EXERCISE DESCRIPTION. From the records below, copy out each line that has the word "LocationUpdateRequest".

(Dataset entries)

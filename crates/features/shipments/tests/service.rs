use serde_json::json;
use std::sync::Arc;
use tport_database::Database;
use tport_event_bus::EventBus;
use tport_shipments::{
    CreateShipmentRequest, LocationUpdateRequest, ShipmentCreated, ShipmentError, ShipmentRepository,
    ShipmentService, ShipmentStatus, ShipmentStatusChanged, UpdateShipmentRequest,
};

async fn service(events: EventBus) -> ShipmentService {
    let database = Database::builder()
        .url("mem://")
        .session("tport", "shipments")
        .migrations(tport_shipments::MIGRATIONS.iter().copied())
        .init()
        .await
        .unwrap();
    ShipmentService::new(ShipmentRepository::new(database), events)
}

fn create_request(body: serde_json::Value) -> CreateShipmentRequest {
    serde_json::from_value(body).unwrap()
}

fn update_request(body: serde_json::Value) -> UpdateShipmentRequest {
    serde_json::from_value(body).unwrap()
}

#[tokio::test]
async fn create_assigns_ids_and_first_history_entry() {
    let events = EventBus::new();
    let mut created = events.consume::<ShipmentCreated>(4).unwrap();
    let service = service(events).await;

    let shipment = service
        .create(create_request(json!({
            "origin": {"city": "Lagos", "coordinates": {"lat": 6.5, "lng": 3.4}},
            "receiver": {"name": "Ada", "email": " ada@example.com "},
            "packageName": "Laptop"
        })))
        .await
        .unwrap();

    assert_eq!(shipment.id.len(), 12);
    assert!(shipment.tracking_id.starts_with("TRANS"));
    assert_eq!(shipment.status, ShipmentStatus::Pending);
    assert_eq!(shipment.receiver.email, "ada@example.com");
    assert_eq!(shipment.package.name, "Laptop");
    assert_eq!(shipment.tracking_history.len(), 1);
    assert_eq!(shipment.tracking_history[0].location, "Lagos");
    assert_eq!(shipment.tracking_history[0].notes, "Shipment created");

    let stored = service.get(&shipment.id).await.unwrap();
    assert_eq!(stored, shipment);

    let event = created.recv().await.unwrap();
    assert_eq!(event.shipment.tracking_id, shipment.tracking_id);
}

#[tokio::test]
async fn origin_without_city_is_labelled_origin() {
    let service = service(EventBus::new()).await;
    let shipment = service.create(create_request(json!({"status": "processing"}))).await.unwrap();

    assert_eq!(shipment.status, ShipmentStatus::Processing);
    assert_eq!(shipment.tracking_history[0].location, "Origin");
    assert_eq!(shipment.tracking_history[0].status, ShipmentStatus::Processing);
}

#[tokio::test]
async fn unknown_status_on_create_is_rejected() {
    let service = service(EventBus::new()).await;
    let err = service.create(create_request(json!({"status": "lost"}))).await.unwrap_err();
    assert!(matches!(err, ShipmentError::Validation { ref message, .. } if message == "Invalid status: lost"));
}

#[tokio::test]
async fn list_is_newest_first_and_filters_by_status() {
    let service = service(EventBus::new()).await;
    let first = service.create(create_request(json!({}))).await.unwrap();
    tokio::time::sleep(std::time::Duration::from_millis(5)).await;
    let second = service.create(create_request(json!({"status": "in-transit"}))).await.unwrap();

    let all = service.list(None).await.unwrap();
    let ids: Vec<_> = all.iter().map(|s| s.id.as_str()).collect();
    assert_eq!(ids, [second.id.as_str(), first.id.as_str()]);

    let in_transit = service.list(Some("In Transit")).await.unwrap();
    assert_eq!(in_transit.len(), 1);
    assert_eq!(in_transit[0].id, second.id);

    assert!(matches!(service.list(Some("nope")).await, Err(ShipmentError::Validation { .. })));
}

#[tokio::test]
async fn stats_count_every_status() {
    let service = service(EventBus::new()).await;
    for status in ["pending", "pending", "delivered"] {
        service.create(create_request(json!({"status": status}))).await.unwrap();
    }

    let stats = service.stats().await.unwrap();
    assert_eq!(stats.total, 3);
    assert_eq!(stats.count(ShipmentStatus::Pending), 2);
    assert_eq!(stats.count(ShipmentStatus::Delivered), 1);
    assert_eq!(stats.count(ShipmentStatus::OnHold), 0);
}

#[tokio::test]
async fn status_change_appends_history_and_publishes() {
    let events = EventBus::new();
    let mut changed = events.consume::<ShipmentStatusChanged>(4).unwrap();
    let service = service(events).await;
    let shipment = service.create(create_request(json!({}))).await.unwrap();

    let updated = service
        .update(
            &shipment.id,
            update_request(json!({
                "status": "in-transit",
                "currentLocation": {"name": "Abuja Hub"},
                "currentCoordinates": {"lat": 9.07, "lng": 7.4}
            })),
        )
        .await
        .unwrap();

    assert_eq!(updated.status, ShipmentStatus::InTransit);
    assert_eq!(updated.tracking_history.len(), 2);
    let entry = &updated.tracking_history[1];
    assert_eq!(entry.location, "Abuja Hub");
    assert_eq!(entry.notes, "Status changed to in-transit");
    assert_eq!(entry.coordinates.unwrap().lat, Some(9.07));
    assert!(updated.last_updated >= shipment.last_updated);

    let event = changed.recv().await.unwrap();
    assert_eq!(event.previous, ShipmentStatus::Pending);
    assert_eq!(event.current, ShipmentStatus::InTransit);
    assert_eq!(event.location.as_deref(), Some("Abuja Hub"));
}

#[tokio::test]
async fn field_update_without_status_keeps_history() {
    let service = service(EventBus::new()).await;
    let shipment = service.create(create_request(json!({}))).await.unwrap();

    let updated = service
        .update(&shipment.id, update_request(json!({"destination": {"city": "Accra"}, "notes": "ignored"})))
        .await
        .unwrap();

    assert_eq!(updated.destination.city, "Accra");
    assert_eq!(updated.status, ShipmentStatus::Pending);
    assert_eq!(updated.tracking_history.len(), 1);
}

#[tokio::test]
async fn terminal_status_cannot_be_left() {
    let service = service(EventBus::new()).await;
    let shipment = service.create(create_request(json!({"status": "delivered"}))).await.unwrap();

    let err = service.update(&shipment.id, update_request(json!({"status": "pending"}))).await.unwrap_err();
    assert!(matches!(err, ShipmentError::Conflict { .. }));

    let restated = service.update(&shipment.id, update_request(json!({"status": "delivered"}))).await.unwrap();
    assert_eq!(restated.tracking_history.len(), 2);
}

#[tokio::test]
async fn concurrent_status_changes_keep_every_history_entry() {
    let service = Arc::new(service(EventBus::new()).await);
    let shipment = service.create(create_request(json!({}))).await.unwrap();

    let mut tasks = Vec::new();
    for status in ["processing", "in-transit", "on-hold", "out-for-delivery"] {
        let service = Arc::clone(&service);
        let id = shipment.id.clone();
        tasks.push(tokio::spawn(async move {
            service.update(&id, update_request(json!({"status": status}))).await
        }));
    }
    let succeeded = {
        let mut count = 0;
        for task in tasks {
            if task.await.unwrap().is_ok() {
                count += 1;
            }
        }
        count
    };

    let stored = service.get(&shipment.id).await.unwrap();
    assert_eq!(stored.tracking_history.len(), 1 + succeeded);
    assert_eq!(stored.tracking_history.last().unwrap().status, stored.status);
}

#[tokio::test(flavor = "multi_thread", worker_threads = 4)]
async fn concurrent_location_and_status_updates_never_surface_storage_errors() {
    let service = Arc::new(service(EventBus::new()).await);
    let shipment = service.create(create_request(json!({}))).await.unwrap();
    let statuses = ["processing", "in-transit", "on-hold", "out-for-delivery"];

    let mut tasks = Vec::new();
    for i in 0..20_u32 {
        let service = Arc::clone(&service);
        let id = shipment.id.clone();
        let status = statuses[i as usize % statuses.len()];
        tasks.push(tokio::spawn(async move {
            if i % 2 == 0 {
                let request: LocationUpdateRequest =
                    serde_json::from_value(json!({"lat": 6.0 + f64::from(i) / 10.0, "lng": 3.4})).unwrap();
                service.update_location(&id, &request).await
            } else {
                service.update(&id, update_request(json!({"status": status}))).await
            }
        }));
    }

    let mut succeeded = 0;
    for task in tasks {
        match task.await.unwrap() {
            Ok(_) => succeeded += 1,
            Err(ShipmentError::Conflict { .. }) => {}
            Err(other) => panic!("unexpected error: {other}"),
        }
    }

    let stored = service.get(&shipment.id).await.unwrap();
    assert!(succeeded > 0);
    assert_eq!(stored.tracking_history.len(), 1 + succeeded);
}

#[tokio::test]
async fn location_update_records_current_status() {
    let service = service(EventBus::new()).await;
    let shipment = service.create(create_request(json!({"status": "in-transit"}))).await.unwrap();

    let request: LocationUpdateRequest =
        serde_json::from_value(json!({"lat": 7.1, "lng": 4.2, "locationName": "Ibadan"})).unwrap();
    let updated = service.update_location(&shipment.id, &request).await.unwrap();

    let location = updated.current_location.unwrap();
    assert_eq!(location.name.as_deref(), Some("Ibadan"));
    assert_eq!(location.coordinates.lng, Some(4.2));
    let entry = updated.tracking_history.last().unwrap();
    assert_eq!(entry.status, ShipmentStatus::InTransit);
    assert_eq!(entry.location, "Ibadan");
    assert_eq!(entry.notes, "Location updated");

    let unnamed: LocationUpdateRequest = serde_json::from_value(json!({"lat": 7.2, "lng": 4.3})).unwrap();
    let updated = service.update_location(&shipment.id, &unnamed).await.unwrap();
    assert_eq!(updated.tracking_history.last().unwrap().location, "Current Location");
    assert_eq!(updated.current_location.unwrap().name, None);
}

#[tokio::test]
async fn unknown_ids_are_not_found() {
    let service = service(EventBus::new()).await;
    let location: LocationUpdateRequest = serde_json::from_value(json!({"lat": 1, "lng": 1})).unwrap();

    assert!(matches!(service.get("missing").await, Err(ShipmentError::NotFound { .. })));
    assert!(matches!(service.get("migration:x").await, Err(ShipmentError::NotFound { .. })));
    assert!(matches!(
        service.update("missing", update_request(json!({"status": "processing"}))).await,
        Err(ShipmentError::NotFound { .. })
    ));
    assert!(matches!(
        service.update("missing", update_request(json!({"origin": {"city": "X"}}))).await,
        Err(ShipmentError::NotFound { .. })
    ));
    assert!(matches!(service.update_location("missing", &location).await, Err(ShipmentError::NotFound { .. })));
    assert!(matches!(service.delete("missing").await, Err(ShipmentError::NotFound { .. })));
}

#[tokio::test]
async fn delete_removes_the_document() {
    let service = service(EventBus::new()).await;
    let shipment = service.create(create_request(json!({}))).await.unwrap();

    service.delete(&shipment.id).await.unwrap();
    assert!(matches!(service.get(&shipment.id).await, Err(ShipmentError::NotFound { .. })));
    assert!(matches!(service.delete(&shipment.id).await, Err(ShipmentError::NotFound { .. })));
}

#[tokio::test]
async fn tracking_lookup_ignores_case() {
    let service = service(EventBus::new()).await;
    let shipment = service.create(create_request(json!({}))).await.unwrap();

    let view = service.track(&shipment.tracking_id.to_lowercase()).await.unwrap();
    assert_eq!(view.id, shipment.id);

    let err = service.track("TRANSNOPE").await.unwrap_err();
    assert!(matches!(err, ShipmentError::NotFound { ref message, .. } if message == "Tracking ID not found"));
}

RESULT OF THIS EXERCISE.
    CreateShipmentRequest, LocationUpdateRequest, ShipmentCreated, ShipmentError, ShipmentRepository,
                let request: LocationUpdateRequest =
    let request: LocationUpdateRequest =
    let unnamed: LocationUpdateRequest = serde_json::from_value(json!({"lat": 7.2, "lng": 4.3})).unwrap();
    let location: LocationUpdateRequest = serde_json::from_value(json!({"lat": 1, "lng": 1})).unwrap();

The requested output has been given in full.